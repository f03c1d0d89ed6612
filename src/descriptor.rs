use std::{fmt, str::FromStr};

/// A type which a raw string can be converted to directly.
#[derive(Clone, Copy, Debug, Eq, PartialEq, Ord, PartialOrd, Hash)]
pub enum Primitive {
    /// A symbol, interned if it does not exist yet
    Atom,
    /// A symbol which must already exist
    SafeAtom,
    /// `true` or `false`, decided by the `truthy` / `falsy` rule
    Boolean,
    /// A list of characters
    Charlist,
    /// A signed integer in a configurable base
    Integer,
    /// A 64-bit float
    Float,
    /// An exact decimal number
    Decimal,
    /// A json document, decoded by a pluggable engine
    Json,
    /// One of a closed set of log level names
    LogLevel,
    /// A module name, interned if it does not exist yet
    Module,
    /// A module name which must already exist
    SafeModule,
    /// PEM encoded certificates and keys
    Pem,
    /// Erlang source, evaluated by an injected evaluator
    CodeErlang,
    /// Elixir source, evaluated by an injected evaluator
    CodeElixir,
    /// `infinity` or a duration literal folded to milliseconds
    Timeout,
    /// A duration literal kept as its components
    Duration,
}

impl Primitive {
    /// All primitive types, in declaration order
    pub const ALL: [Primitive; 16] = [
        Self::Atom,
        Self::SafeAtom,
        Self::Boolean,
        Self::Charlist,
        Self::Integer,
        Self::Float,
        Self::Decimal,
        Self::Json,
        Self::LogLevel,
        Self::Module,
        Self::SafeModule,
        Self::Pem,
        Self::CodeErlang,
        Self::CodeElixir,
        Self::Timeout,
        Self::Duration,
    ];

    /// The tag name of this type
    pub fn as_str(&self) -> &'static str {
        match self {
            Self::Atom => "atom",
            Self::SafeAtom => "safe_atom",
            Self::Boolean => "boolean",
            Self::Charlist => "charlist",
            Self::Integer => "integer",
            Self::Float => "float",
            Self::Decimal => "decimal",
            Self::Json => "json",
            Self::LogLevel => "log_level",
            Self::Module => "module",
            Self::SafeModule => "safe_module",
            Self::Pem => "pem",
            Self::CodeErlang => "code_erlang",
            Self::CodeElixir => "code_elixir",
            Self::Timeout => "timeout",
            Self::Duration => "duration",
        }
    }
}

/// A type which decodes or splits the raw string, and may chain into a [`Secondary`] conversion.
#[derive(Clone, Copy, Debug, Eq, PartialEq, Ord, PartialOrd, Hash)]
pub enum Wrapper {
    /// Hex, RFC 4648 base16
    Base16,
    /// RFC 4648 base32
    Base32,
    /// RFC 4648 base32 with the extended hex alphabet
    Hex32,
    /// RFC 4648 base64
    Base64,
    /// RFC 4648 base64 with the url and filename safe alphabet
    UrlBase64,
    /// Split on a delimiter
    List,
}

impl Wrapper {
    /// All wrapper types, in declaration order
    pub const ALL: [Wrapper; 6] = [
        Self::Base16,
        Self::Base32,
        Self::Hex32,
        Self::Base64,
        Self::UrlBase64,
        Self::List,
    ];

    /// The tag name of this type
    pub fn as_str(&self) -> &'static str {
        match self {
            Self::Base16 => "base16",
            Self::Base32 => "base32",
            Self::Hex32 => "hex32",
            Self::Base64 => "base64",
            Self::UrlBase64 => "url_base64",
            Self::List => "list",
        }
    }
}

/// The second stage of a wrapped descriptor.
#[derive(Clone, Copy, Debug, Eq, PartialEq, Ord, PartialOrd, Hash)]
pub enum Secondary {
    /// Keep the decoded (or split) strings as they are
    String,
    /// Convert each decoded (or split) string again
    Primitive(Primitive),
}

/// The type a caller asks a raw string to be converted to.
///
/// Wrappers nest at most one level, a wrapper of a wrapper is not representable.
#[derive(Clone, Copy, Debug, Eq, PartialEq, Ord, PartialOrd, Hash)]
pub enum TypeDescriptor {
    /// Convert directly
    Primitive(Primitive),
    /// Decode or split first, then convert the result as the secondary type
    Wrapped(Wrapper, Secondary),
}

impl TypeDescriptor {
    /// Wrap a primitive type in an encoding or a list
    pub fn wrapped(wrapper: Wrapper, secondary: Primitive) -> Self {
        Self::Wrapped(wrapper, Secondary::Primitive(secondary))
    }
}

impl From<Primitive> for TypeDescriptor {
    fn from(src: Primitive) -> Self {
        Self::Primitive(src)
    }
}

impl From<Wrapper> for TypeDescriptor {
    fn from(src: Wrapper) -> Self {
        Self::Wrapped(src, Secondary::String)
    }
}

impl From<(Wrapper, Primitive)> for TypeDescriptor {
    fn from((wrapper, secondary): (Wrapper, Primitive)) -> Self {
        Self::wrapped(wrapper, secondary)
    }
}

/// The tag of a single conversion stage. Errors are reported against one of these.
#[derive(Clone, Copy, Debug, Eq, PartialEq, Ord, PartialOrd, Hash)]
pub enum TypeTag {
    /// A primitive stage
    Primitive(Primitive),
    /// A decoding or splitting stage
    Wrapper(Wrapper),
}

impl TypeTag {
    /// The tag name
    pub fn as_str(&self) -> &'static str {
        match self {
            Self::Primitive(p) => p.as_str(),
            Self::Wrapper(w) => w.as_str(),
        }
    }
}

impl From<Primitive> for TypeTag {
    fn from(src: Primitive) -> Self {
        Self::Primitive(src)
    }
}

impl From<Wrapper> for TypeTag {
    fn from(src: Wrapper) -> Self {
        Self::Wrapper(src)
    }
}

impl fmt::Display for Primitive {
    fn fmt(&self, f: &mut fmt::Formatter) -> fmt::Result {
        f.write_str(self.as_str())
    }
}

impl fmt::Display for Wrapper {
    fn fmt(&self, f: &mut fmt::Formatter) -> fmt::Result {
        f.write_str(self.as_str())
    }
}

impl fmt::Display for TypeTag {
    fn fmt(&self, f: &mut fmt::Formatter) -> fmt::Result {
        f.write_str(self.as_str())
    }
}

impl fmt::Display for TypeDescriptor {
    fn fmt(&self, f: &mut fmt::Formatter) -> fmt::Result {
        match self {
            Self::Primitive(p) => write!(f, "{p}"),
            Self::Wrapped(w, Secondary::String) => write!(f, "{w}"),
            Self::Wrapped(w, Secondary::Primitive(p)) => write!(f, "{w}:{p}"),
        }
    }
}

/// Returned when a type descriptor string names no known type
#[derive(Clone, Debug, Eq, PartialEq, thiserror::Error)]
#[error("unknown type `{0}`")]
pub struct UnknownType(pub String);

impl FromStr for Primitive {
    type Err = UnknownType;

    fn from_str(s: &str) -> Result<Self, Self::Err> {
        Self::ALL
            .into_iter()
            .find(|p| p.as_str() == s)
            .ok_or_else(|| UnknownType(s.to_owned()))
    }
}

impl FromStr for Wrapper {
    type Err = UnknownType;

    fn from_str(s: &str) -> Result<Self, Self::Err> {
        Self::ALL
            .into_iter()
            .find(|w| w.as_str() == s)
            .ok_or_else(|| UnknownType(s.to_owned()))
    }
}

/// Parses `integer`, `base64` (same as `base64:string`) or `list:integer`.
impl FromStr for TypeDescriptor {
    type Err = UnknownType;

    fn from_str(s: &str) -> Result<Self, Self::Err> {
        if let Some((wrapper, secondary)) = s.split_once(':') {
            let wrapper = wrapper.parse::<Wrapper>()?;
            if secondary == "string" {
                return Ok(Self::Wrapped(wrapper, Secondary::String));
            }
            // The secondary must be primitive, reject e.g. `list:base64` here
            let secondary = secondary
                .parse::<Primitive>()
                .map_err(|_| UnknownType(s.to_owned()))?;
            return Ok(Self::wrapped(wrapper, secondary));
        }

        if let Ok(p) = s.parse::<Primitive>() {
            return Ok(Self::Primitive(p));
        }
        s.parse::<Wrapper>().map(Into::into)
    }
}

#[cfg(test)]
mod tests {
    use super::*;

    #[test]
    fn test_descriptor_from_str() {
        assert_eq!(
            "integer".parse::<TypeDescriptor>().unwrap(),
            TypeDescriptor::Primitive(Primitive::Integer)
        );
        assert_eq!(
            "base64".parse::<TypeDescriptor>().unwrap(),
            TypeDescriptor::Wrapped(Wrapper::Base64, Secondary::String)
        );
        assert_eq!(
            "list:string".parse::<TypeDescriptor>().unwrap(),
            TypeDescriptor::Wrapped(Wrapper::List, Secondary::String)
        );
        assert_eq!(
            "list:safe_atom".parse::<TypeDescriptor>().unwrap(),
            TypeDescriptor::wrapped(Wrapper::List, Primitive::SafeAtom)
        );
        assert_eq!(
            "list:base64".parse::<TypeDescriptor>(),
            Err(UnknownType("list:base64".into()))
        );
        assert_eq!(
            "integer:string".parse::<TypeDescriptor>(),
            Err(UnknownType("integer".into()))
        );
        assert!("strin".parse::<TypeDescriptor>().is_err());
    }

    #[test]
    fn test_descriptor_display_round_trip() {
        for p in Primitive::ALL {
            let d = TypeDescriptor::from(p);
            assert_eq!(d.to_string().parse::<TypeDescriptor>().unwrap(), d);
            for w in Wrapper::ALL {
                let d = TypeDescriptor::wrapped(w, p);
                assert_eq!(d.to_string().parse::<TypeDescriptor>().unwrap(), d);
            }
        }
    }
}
----------
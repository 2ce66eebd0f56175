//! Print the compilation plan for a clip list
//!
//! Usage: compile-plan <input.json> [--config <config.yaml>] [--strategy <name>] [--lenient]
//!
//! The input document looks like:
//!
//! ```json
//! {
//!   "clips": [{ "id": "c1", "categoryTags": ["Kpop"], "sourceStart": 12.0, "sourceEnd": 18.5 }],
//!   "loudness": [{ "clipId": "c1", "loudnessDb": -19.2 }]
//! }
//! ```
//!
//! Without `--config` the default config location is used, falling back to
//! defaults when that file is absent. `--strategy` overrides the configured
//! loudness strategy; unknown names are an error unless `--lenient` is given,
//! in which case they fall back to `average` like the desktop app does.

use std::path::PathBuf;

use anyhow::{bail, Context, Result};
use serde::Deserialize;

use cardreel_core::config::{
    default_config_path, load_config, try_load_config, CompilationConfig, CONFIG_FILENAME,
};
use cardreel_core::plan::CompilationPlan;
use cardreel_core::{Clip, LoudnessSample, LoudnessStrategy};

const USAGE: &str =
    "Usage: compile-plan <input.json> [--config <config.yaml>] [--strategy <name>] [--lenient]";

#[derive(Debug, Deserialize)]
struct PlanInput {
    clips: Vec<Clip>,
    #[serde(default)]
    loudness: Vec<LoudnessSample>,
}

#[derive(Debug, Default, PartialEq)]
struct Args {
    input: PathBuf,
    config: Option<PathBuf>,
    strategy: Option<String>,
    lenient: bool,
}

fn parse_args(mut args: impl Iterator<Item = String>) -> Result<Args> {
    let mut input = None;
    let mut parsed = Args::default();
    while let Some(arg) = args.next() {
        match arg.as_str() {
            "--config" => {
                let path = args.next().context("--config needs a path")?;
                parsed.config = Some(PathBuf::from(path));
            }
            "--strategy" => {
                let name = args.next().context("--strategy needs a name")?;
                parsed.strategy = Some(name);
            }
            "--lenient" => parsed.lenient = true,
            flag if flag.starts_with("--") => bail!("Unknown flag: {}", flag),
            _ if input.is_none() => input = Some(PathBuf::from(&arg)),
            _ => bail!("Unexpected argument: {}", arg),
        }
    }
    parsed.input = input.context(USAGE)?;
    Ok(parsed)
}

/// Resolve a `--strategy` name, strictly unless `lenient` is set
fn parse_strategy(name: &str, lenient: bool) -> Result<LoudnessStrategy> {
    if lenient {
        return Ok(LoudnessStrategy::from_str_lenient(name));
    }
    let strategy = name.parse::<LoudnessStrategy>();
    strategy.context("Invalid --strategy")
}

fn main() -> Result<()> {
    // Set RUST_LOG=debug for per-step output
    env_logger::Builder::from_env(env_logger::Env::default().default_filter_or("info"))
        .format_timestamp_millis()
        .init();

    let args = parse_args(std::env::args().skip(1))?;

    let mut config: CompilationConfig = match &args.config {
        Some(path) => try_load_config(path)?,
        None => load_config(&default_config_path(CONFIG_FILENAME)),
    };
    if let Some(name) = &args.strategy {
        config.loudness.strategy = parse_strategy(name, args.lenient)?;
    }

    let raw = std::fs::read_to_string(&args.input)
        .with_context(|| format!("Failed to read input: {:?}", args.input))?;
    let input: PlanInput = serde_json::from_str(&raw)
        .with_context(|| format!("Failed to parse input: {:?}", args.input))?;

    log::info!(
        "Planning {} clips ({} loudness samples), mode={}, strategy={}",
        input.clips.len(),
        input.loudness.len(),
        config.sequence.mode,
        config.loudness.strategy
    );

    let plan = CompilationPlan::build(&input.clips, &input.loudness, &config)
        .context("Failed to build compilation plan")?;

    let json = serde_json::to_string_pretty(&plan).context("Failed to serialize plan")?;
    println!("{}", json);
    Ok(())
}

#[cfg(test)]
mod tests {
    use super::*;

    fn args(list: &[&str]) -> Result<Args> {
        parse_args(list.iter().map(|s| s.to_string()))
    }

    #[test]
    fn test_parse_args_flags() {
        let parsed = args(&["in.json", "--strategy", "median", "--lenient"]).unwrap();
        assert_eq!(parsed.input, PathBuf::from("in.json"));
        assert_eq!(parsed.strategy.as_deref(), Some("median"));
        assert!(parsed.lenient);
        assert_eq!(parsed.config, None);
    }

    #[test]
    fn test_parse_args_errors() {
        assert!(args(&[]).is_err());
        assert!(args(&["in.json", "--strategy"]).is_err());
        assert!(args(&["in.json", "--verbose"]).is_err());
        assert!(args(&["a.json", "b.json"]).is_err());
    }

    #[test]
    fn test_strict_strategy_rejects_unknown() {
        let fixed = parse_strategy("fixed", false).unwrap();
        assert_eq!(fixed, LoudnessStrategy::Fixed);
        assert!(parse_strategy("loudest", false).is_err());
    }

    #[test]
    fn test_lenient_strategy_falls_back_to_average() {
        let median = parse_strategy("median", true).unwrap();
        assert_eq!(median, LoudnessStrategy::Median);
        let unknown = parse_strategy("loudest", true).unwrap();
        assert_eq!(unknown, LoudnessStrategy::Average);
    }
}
----------
- **Exercise details**
Please copy, exactly as written, every line in the listing above from the line with "repository f03c1d0d89ed6612" up to and including the line with "pub enum Primitive".

- **Your response**
repository f03c1d0d89ed6612
filename src/descriptor.rs
use std::{fmt, str::FromStr};

/// A type which a raw string can be converted to directly.
#[derive(Clone, Copy, Debug, Eq, PartialEq, Ord, PartialOrd, Hash)]
pub enum Primitive {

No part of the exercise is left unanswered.